In the last two years I had the chance to talk to a fair number of people in my team about their careers. After a while I recognized some patterns in these discussions and figured it would make sense to create a blog post from the relevant ones. Most of the stuff I am about to share is not my own, I read it somewhere and tried it in practice. Wherever I can I will make a reference to the source hoping that some folks might take the time to actually read the whole book.
The topics I would like to cover span from the basics of communication (eg. if this post ends up too long, nobody is going to read itJ) to deeper topic like one can drift to the perimeter without even noticing it. The first post is about the hedgehog concept as described in a book called From good to great by Jim Collins. The only tweak is that I applied it to individuals instead of companies. So here we go.
The Hedgehog Concept is based on an ancient Greek tale around the following observation: The fox knows many things, while the hedgehog knows only one big thing and still the hedgehog prevails. In the allegory, the fox uses a variety of strategies to try to catch the hedgehog. It sneaks, pounces, runs, but all in vain. At the end of the day it walks away defeated, with a nose full of spines. The fox is good at many things while the hedgehog is great at one thing: self-defense and the later wins. Why am I talking about a small unfriendly rodent in a career conversation? Let us have a look at the 3 circles of one’s professional life:
What are you deeply passionate about? – Some people argue that the first attribute should the “what you can be the best in the world at”, while I think if you listen to your instinct and devote your energies to your favorite area it will improve your chance to become the best. Passion is easy to measure, if you are passionate about something, time flies and you tend to reject interrupts (like your spouse yelling about supper).
What can you be best in the world at? This article cannot cover the nuances between “the best” vs. “the best in a given location” vs. “relative expert” vs. “best according to someone’s taste”. We can settle for an uglier term: marketability. What combination of skills can you bring to the (job) market that is sought after by entities that can actually pay for it? An example could be developer skills: a person who is considered to be a decent developer might be overqualified for a devops job at a countryside municipality while would be rejected after the phone screening at an investment bank. This example also raises two topics that could deserve an entire post. The first is the differentiation between natural talent and a polished skill. Unless you are born with skills like W.A. Mozart you probably need to spend a number of years to become “the best”. The other thing is the fact of half-life: ie. being the best today at something does not necessarily guarantee that you will remain the best a few years from now. Three things will change: the subject matter, you yourself and your competition.
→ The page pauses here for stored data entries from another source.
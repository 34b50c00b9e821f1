//! Deterministic embedders. The hash embedder is the default: identical
//! text yields identical vectors bit for bit, which keeps vector index
//! digests reproducible. External embedder bundles plug in through the
//! same trait with their identity recorded for provenance.

use serde_json::{json, Value};
use sha2::{Digest, Sha256};

/// Text embedder.
pub trait Embedder: Send + Sync {
    /// Embed text into a fixed-dimension vector.
    fn embed(&self, text: &str) -> Vec<f32>;
    /// Vector dimensionality.
    fn dims(&self) -> usize;
    /// Identity payload recorded into index provenance.
    fn identity(&self) -> Value;
}

/// SHA-256 token-bin embedder, L2 normalized.
pub struct HashEmbedder {
    dims: usize,
    bundle: Option<BundleIdentity>,
}

/// External bundle identity attached when a model bundle was selected.
#[derive(Debug, Clone)]
pub struct BundleIdentity {
    /// Bundle id from `bundle.json`.
    pub bundle_id: String,
    /// Bundle version.
    pub version: String,
    /// Bundle directory.
    pub path: String,
}

impl HashEmbedder {
    /// Embedder with the default 384 dimensions.
    pub fn new(dims: usize) -> Self {
        HashEmbedder {
            dims: dims.max(1),
            bundle: None,
        }
    }

    /// Attach a discovered bundle's identity (dims come from the bundle).
    pub fn with_bundle(dims: usize, bundle: BundleIdentity) -> Self {
        HashEmbedder {
            dims: dims.max(1),
            bundle: Some(bundle),
        }
    }

    /// Discover an embedder bundle under `bundle_dir` (a directory with
    /// `bundle.json` declaring `{bundle_id, version, dims}`); falls back
    /// to the plain hash embedder.
    pub fn discover(bundle_dir: Option<&std::path::Path>, default_dims: usize) -> Self {
        let Some(dir) = bundle_dir else {
            return HashEmbedder::new(default_dims);
        };
        let manifest = dir.join("bundle.json");
        let Ok(bytes) = std::fs::read(&manifest) else {
            return HashEmbedder::new(default_dims);
        };
        let Ok(payload) = serde_json::from_slice::<Value>(&bytes) else {
            return HashEmbedder::new(default_dims);
        };
        let dims = payload
            .get("dims")
            .and_then(Value::as_u64)
            .map(|dims| dims as usize)
            .unwrap_or(default_dims);
        let bundle = BundleIdentity {
            bundle_id: payload
                .get("bundle_id")
                .and_then(Value::as_str)
                .unwrap_or("unknown")
                .to_string(),
            version: payload
                .get("version")
                .and_then(Value::as_str)
                .unwrap_or("0")
                .to_string(),
            path: dir.to_string_lossy().into_owned(),
        };
        HashEmbedder::with_bundle(dims, bundle)
    }
}

impl Default for HashEmbedder {
    fn default() -> Self {
        HashEmbedder::new(384)
    }
}

impl Embedder for HashEmbedder {
    fn embed(&self, text: &str) -> Vec<f32> {
        let mut vec = vec![0.0f32; self.dims];
        for token in tokens(text) {
            let mut hasher = Sha256::new();
            hasher.update(token.as_bytes());
            let digest = hasher.finalize();
            let bin = u32::from_be_bytes([digest[0], digest[1], digest[2], digest[3]]) as usize
                % self.dims;
            vec[bin] += 1.0;
        }
        let norm = vec.iter().map(|v| v * v).sum::<f32>().sqrt();
        if norm > 0.0 {
            for value in &mut vec {
                *value /= norm;
            }
        }
        vec
    }

    fn dims(&self) -> usize {
        self.dims
    }

    fn identity(&self) -> Value {
        let mut payload = json!({"backend": "hash", "dims": self.dims});
        if let Some(bundle) = &self.bundle {
            payload["bundle_id"] = json!(bundle.bundle_id);
            payload["bundle_version"] = json!(bundle.version);
            payload["bundle_path"] = json!(bundle.path);
        }
        payload
    }
}

fn tokens(text: &str) -> Vec<String> {
    let mut out = Vec::new();
    let mut current = String::new();
    for ch in text.chars() {
        if ch.is_ascii_alphanumeric() || ch == '_' {
            current.push(ch.to_ascii_lowercase());
        } else if !current.is_empty() {
            out.push(std::mem::take(&mut current));
        }
    }
    if !current.is_empty() {
        out.push(current);
    }
    out
}

#[cfg(test)]
mod tests {
    use super::*;

    #[test]
    fn embedding_is_bit_for_bit_deterministic() {
        let embedder = HashEmbedder::default();
        let first = embedder.embed("hello world from the capture engine");
        let second = embedder.embed("hello world from the capture engine");
        assert_eq!(first, second);
        assert_eq!(first.len(), 384);
    }

    #[test]
    fn vectors_are_l2_normalized() {
        let embedder = HashEmbedder::new(64);
        let vec = embedder.embed("some text with tokens");
        let norm: f32 = vec.iter().map(|v| v * v).sum::<f32>().sqrt();
        assert!((norm - 1.0).abs() < 1e-5);
    }

    #[test]
    fn empty_text_is_a_zero_vector() {
        let embedder = HashEmbedder::new(16);
        assert!(embedder.embed("").iter().all(|v| *v == 0.0));
    }

    #[test]
    fn bundle_identity_is_reported() {
        let dir = tempfile::tempdir().unwrap();
        std::fs::write(
            dir.path().join("bundle.json"),
            serde_json::to_vec(&json!({"bundle_id": "minilm", "version": "2", "dims": 128}))
                .unwrap(),
        )
        .unwrap();
        let embedder = HashEmbedder::discover(Some(dir.path()), 384);
        assert_eq!(embedder.dims(), 128);
        let identity = embedder.identity();
        assert_eq!(identity["bundle_id"], json!("minilm"));
    }
}
#[cfg(test)]
mod tests {
    use super::*;
    use crate::capability::{NetworkGuard, PluginCapability};
    use crate::lockfile::PluginLockRecord;
    use serde_json::json;
    use std::path::Path;

    struct Echo;
    impl PluginCapability for Echo {
        fn invoke(&self, _method: &str, payload: &Value) -> Result<Value, RegistryError> {
            Ok(payload.clone())
        }
    }

    struct EchoFactory {
        capability_name: String,
        wants_network: bool,
        panic_on_create: bool,
    }
    impl PluginFactory for EchoFactory {
        fn create(
            &self,
            plugin: &DiscoveredPlugin,
            _context: &PluginContext<'_>,
        ) -> Result<PluginInstance, RegistryError> {
            if self.panic_on_create {
                panic!("factory exploded");
            }
            Ok(PluginInstance {
                plugin_id: plugin.manifest.plugin_id.clone(),
                capabilities: vec![(
                    self.capability_name.clone(),
                    Capability::Plugin(Arc::new(Echo)),
                    self.wants_network,
                )],
            })
        }
    }

    fn write_plugin(root: &Path, plugin_id: &str, manifest: Value) -> (PathBuf, PathBuf) {
        let dir = root.join(plugin_id);
        std::fs::create_dir_all(&dir).unwrap();
        let path = dir.join("plugin.json");
        std::fs::write(&path, serde_json::to_vec_pretty(&manifest).unwrap()).unwrap();
        (path, dir)
    }

    fn lock_for(root: &Path, entries: &[(&str, &PathBuf, &PathBuf)]) -> PathBuf {
        let mut plugins = BTreeMap::new();
        for (id, manifest_path, dir) in entries {
            let record =
                PluginLocks::record_for(manifest_path, dir, json!({"packages": []})).unwrap();
            plugins.insert(id.to_string(), record);
        }
        let locks = PluginLocks { plugins };
        let path = root.join("plugin_locks.json");
        std::fs::write(&path, serde_json::to_vec_pretty(&locks).unwrap()).unwrap();
        path
    }

    fn table() -> CapabilityTable {
        CapabilityTable::new(Arc::new(NetworkGuard::new()), None)
    }

    #[test]
    fn load_sequence_verifies_locks_and_orders_dependencies() {
        let root = tempfile::tempdir().unwrap();
        let (cap_path, cap_dir) = write_plugin(
            root.path(),
            "builtin.capture.screen",
            json!({"plugin_id": "builtin.capture.screen", "version": "1.0.0"}),
        );
        let (ocr_path, ocr_dir) = write_plugin(
            root.path(),
            "builtin.extract.ocr",
            json!({
                "plugin_id": "builtin.extract.ocr",
                "version": "1.0.0",
                "depends_on": ["builtin.capture.screen"],
            }),
        );
        let lockfile = lock_for(
            root.path(),
            &[
                ("builtin.capture.screen", &cap_path, &cap_dir),
                ("builtin.extract.ocr", &ocr_path, &ocr_dir),
            ],
        );
        let mut registry = Registry::new();
        registry.register_factory(
            "builtin.capture.screen",
            Arc::new(EchoFactory {
                capability_name: "capture.screen".into(),
                wants_network: false,
                panic_on_create: false,
            }),
        );
        registry.register_factory(
            "builtin.extract.ocr",
            Arc::new(EchoFactory {
                capability_name: "extract.ocr".into(),
                wants_network: false,
                panic_on_create: false,
            }),
        );
        let config = RegistryConfig {
            search_paths: vec![root.path().to_path_buf()],
            lockfile_path: lockfile,
            ..RegistryConfig::default()
        };
        let table = table();
        let report = registry.load(&config, &table).unwrap();
        assert_eq!(
            report.loaded,
            vec!["builtin.capture.screen".to_string(), "builtin.extract.ocr".to_string()]
        );
        assert!(report.failed.is_empty());
        assert!(table.has("extract.ocr"));
    }

    #[test]
    fn lock_mismatch_rejects_only_that_plugin() {
        let root = tempfile::tempdir().unwrap();
        let (good_path, good_dir) = write_plugin(
            root.path(),
            "builtin.good",
            json!({"plugin_id": "builtin.good", "version": "1.0.0"}),
        );
        let (bad_path, bad_dir) = write_plugin(
            root.path(),
            "builtin.bad",
            json!({"plugin_id": "builtin.bad", "version": "1.0.0"}),
        );
        let lockfile = lock_for(
            root.path(),
            &[
                ("builtin.good", &good_path, &good_dir),
                ("builtin.bad", &bad_path, &bad_dir),
            ],
        );
        // Drift the bad plugin after locking.
        std::fs::write(bad_dir.join("artifact.bin"), b"drift").unwrap();
        let mut registry = Registry::new();
        for id in ["builtin.good", "builtin.bad"] {
            registry.register_factory(
                id,
                Arc::new(EchoFactory {
                    capability_name: format!("{id}.cap"),
                    wants_network: false,
                    panic_on_create: false,
                }),
            );
        }
        let config = RegistryConfig {
            search_paths: vec![root.path().to_path_buf()],
            lockfile_path: lockfile,
            ..RegistryConfig::default()
        };
        let report = registry.load(&config, &table()).unwrap();
        assert_eq!(report.loaded, vec!["builtin.good".to_string()]);
        assert_eq!(report.failed.len(), 1);
        assert!(report.failed[0].1.contains("artifact_hash"));
    }

    #[test]
    fn safe_mode_admits_only_default_pack() {
        let root = tempfile::tempdir().unwrap();
        write_plugin(
            root.path(),
            "builtin.core",
            json!({"plugin_id": "builtin.core", "version": "1.0.0"}),
        );
        write_plugin(
            root.path(),
            "thirdparty.extra",
            json!({"plugin_id": "thirdparty.extra", "version": "1.0.0"}),
        );
        let mut registry = Registry::new();
        registry.register_factory(
            "builtin.core",
            Arc::new(EchoFactory {
                capability_name: "core.cap".into(),
                wants_network: false,
                panic_on_create: false,
            }),
        );
        let config = RegistryConfig {
            search_paths: vec![root.path().to_path_buf()],
            enforce_locks: false,
            safe_mode: true,
            default_pack: vec!["builtin.core".to_string()],
            ..RegistryConfig::default()
        };
        let report = registry.load(&config, &table()).unwrap();
        assert_eq!(report.loaded, vec!["builtin.core".to_string()]);
        assert_eq!(report.skipped, vec![("thirdparty.extra".to_string(), "safe_mode".to_string())]);
    }

    #[test]
    fn panicking_factory_is_isolated() {
        let root = tempfile::tempdir().unwrap();
        write_plugin(
            root.path(),
            "builtin.crashy",
            json!({"plugin_id": "builtin.crashy", "version": "1.0.0"}),
        );
        write_plugin(
            root.path(),
            "builtin.stable",
            json!({"plugin_id": "builtin.stable", "version": "1.0.0"}),
        );
        let mut registry = Registry::new();
        registry.register_factory(
            "builtin.crashy",
            Arc::new(EchoFactory {
                capability_name: "crashy.cap".into(),
                wants_network: false,
                panic_on_create: true,
            }),
        );
        registry.register_factory(
            "builtin.stable",
            Arc::new(EchoFactory {
                capability_name: "stable.cap".into(),
                wants_network: false,
                panic_on_create: false,
            }),
        );
        let config = RegistryConfig {
            search_paths: vec![root.path().to_path_buf()],
            enforce_locks: false,
            ..RegistryConfig::default()
        };
        let table = table();
        let report = registry.load(&config, &table).unwrap();
        assert_eq!(report.loaded, vec!["builtin.stable".to_string()]);
        assert_eq!(report.failed.len(), 1);
        assert!(table.has("stable.cap"));
        assert!(!table.has("crashy.cap"));
    }

    #[test]
    fn settings_are_stripped_and_validated() {
        let root = tempfile::tempdir().unwrap();
        write_plugin(
            root.path(),
            "builtin.tuned",
            json!({
                "plugin_id": "builtin.tuned",
                "version": "1.0.0",
                "settings_paths": ["capture.video.fps_target"],
                "settings_schema": {
                    "type": "object",
                    "properties": {
                        "capture": {
                            "type": "object",
                            "properties": {
                                "video": {
                                    "type": "object",
                                    "properties": {"fps_target": {"type": "integer", "minimum": 1}},
                                },
                            },
                        },
                    },
                },
            }),
        );
        struct CheckFactory;
        impl PluginFactory for CheckFactory {
            fn create(
                &self,
                plugin: &DiscoveredPlugin,
                context: &PluginContext<'_>,
            ) -> Result<PluginInstance, RegistryError> {
                // Only the declared path survives the strip.
                assert_eq!(
                    context.settings,
                    json!({"capture": {"video": {"fps_target": 15}}})
                );
                Ok(PluginInstance {
                    plugin_id: plugin.manifest.plugin_id.clone(),
                    capabilities: vec![],
                })
            }
        }
        let mut registry = Registry::new();
        registry.register_factory("builtin.tuned", Arc::new(CheckFactory));
        let config = RegistryConfig {
            search_paths: vec![root.path().to_path_buf()],
            enforce_locks: false,
            settings: json!({
                "capture": {"video": {"fps_target": 15, "backend": "auto"}},
                "privacy": {"egress": {}},
            }),
            ..RegistryConfig::default()
        };
        let report = registry.load(&config, &table()).unwrap();
        assert_eq!(report.loaded, vec!["builtin.tuned".to_string()]);
    }
}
What drives your economic engine? The expression originally relates to companies that we could translate to “sustainable compensation”. It is important to keep in mind that the scarcity of the resource will determine its price. Napoleon III was rumored to have used aluminum plates while his guests had to eat from ones made of gold. Tableware made of aluminum is the synonym of cheap today. The same applies to skills: when demand is significantly beyond supply prices go up, while this drives the buyers nuts so they will do everything possible to find alternatives. When they succeed, demand starts dropping, so do the prices. Translating it to IT: when you go for a niche, you will hit the jackpot for a while, then you will have to look for another niche. Commonplace but true: if you possess a set of interrelated skills peppered with communication skills, your marketability gets higher than the sum of the individual skills would dictate. One more aspect: depending on which chapter of your life you are your cash flow sensitivity ie. your appetite for risk will vary, hence the word “sustainable”.
After this long intro section we reached the real thing: how one should decide on the steps of his/her career. The obvious optimum is the intersection of the three circles, when you are passionate about the stuff you are working on, you are a true expert on it and this subject-skill combo is marketable. Happily ever after…
- The job - If you manage yourself into the intersection of being good at something and being well paid (a job), but your heart is not in it, you will drop the keyboard at 6PM and you will ignore new developments in your area. This will either lead to burn-out and surely will make you fall behind others who love their trade. Either way, your employment will suffer in the long term.
- The hobby – I run the risk that this post ends up in the hands of a translator of ancient Greek poems, currently being employed at a local McDonalds, so I use my own example instead: 26 years ago my passion and skills gravitated to physics so I was offered an assistant professor job at the department of electron physics at the Budapest University of Technology (BME) with the whopping gross compensation of 6400 HUF per month while my mortgage was 4600 HUF. This meant the end of my career in science.
- The dream –check out the Monty Python scene about the man who applied for the role of Tarzan titled One leg too few and you will get the point.
The final word on this blog post: know where you are in the three circles and be there at you own will rather than drifting into it. Should you have questions or a counter argument, please let me know.